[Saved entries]
* * * *
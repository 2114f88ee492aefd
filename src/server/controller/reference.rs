use actix_web::{web, Responder};
use crate::server::controller::error::CustomError;
use crate::server::database::store::KotStore;
use crate::server::model::reference::MenuItemsResponse;
use crate::server::state::AppState;

/// GET /v1/menu/sections
pub(crate) async fn get_menu_sections<S: KotStore>(data: web::Data<AppState<S>>) -> Result<impl Responder, CustomError> {
    Ok(web::Json(data.store().menu_sections().await?))
}

/// GET /v1/menu/sections/{section}/items
pub(crate) async fn get_menu_items<S: KotStore>(
    section: web::Path<String>,
    data: web::Data<AppState<S>>,
) -> Result<impl Responder, CustomError> {
    let section = section.into_inner();
    if section.trim().is_empty() {
        return Err(CustomError::bad_request("menu section is required"));
    }
    let items = data.store().menu_items(&section).await?;
    Ok(web::Json(MenuItemsResponse {
        success: true,
        data: items,
    }))
}

/// GET /v1/order-types
pub(crate) async fn get_order_types<S: KotStore>(data: web::Data<AppState<S>>) -> Result<impl Responder, CustomError> {
    Ok(web::Json(data.store().order_types().await?))
}

/// GET /v1/tables
pub(crate) async fn get_tables<S: KotStore>(data: web::Data<AppState<S>>) -> Result<impl Responder, CustomError> {
    Ok(web::Json(data.store().table_names().await?))
}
* * * *
• _Exercise brief_
Transcribe the data in full, keeping every character.

• _Exercise answer_
repository 2114f88ee492aefd
filename src/server/controller/reference.rs
use actix_web::{web, Responder};
use crate::server::controller::error::CustomError;
use crate::server::database::store::KotStore;
use crate::server::model::reference::MenuItemsResponse;
use crate::server::state::AppState;

/// GET /v1/menu/sections
pub(crate) async fn get_menu_sections<S: KotStore>(data: web::Data<AppState<S>>) -> Result<impl Responder, CustomError> {
    Ok(web::Json(data.store().menu_sections().await?))
}

/// GET /v1/menu/sections/{section}/items
pub(crate) async fn get_menu_items<S: KotStore>(
    section: web::Path<String>,
    data: web::Data<AppState<S>>,
) -> Result<impl Responder, CustomError> {
    let section = section.into_inner();
    if section.trim().is_empty() {
        return Err(CustomError::bad_request("menu section is required"));
    }
    let items = data.store().menu_items(&section).await?;
    Ok(web::Json(MenuItemsResponse {
        success: true,
        data: items,
    }))
}

/// GET /v1/order-types
pub(crate) async fn get_order_types<S: KotStore>(data: web::Data<AppState<S>>) -> Result<impl Responder, CustomError> {
    Ok(web::Json(data.store().order_types().await?))
}

/// GET /v1/tables
pub(crate) async fn get_tables<S: KotStore>(data: web::Data<AppState<S>>) -> Result<impl Responder, CustomError> {
    Ok(web::Json(data.store().table_names().await?))
}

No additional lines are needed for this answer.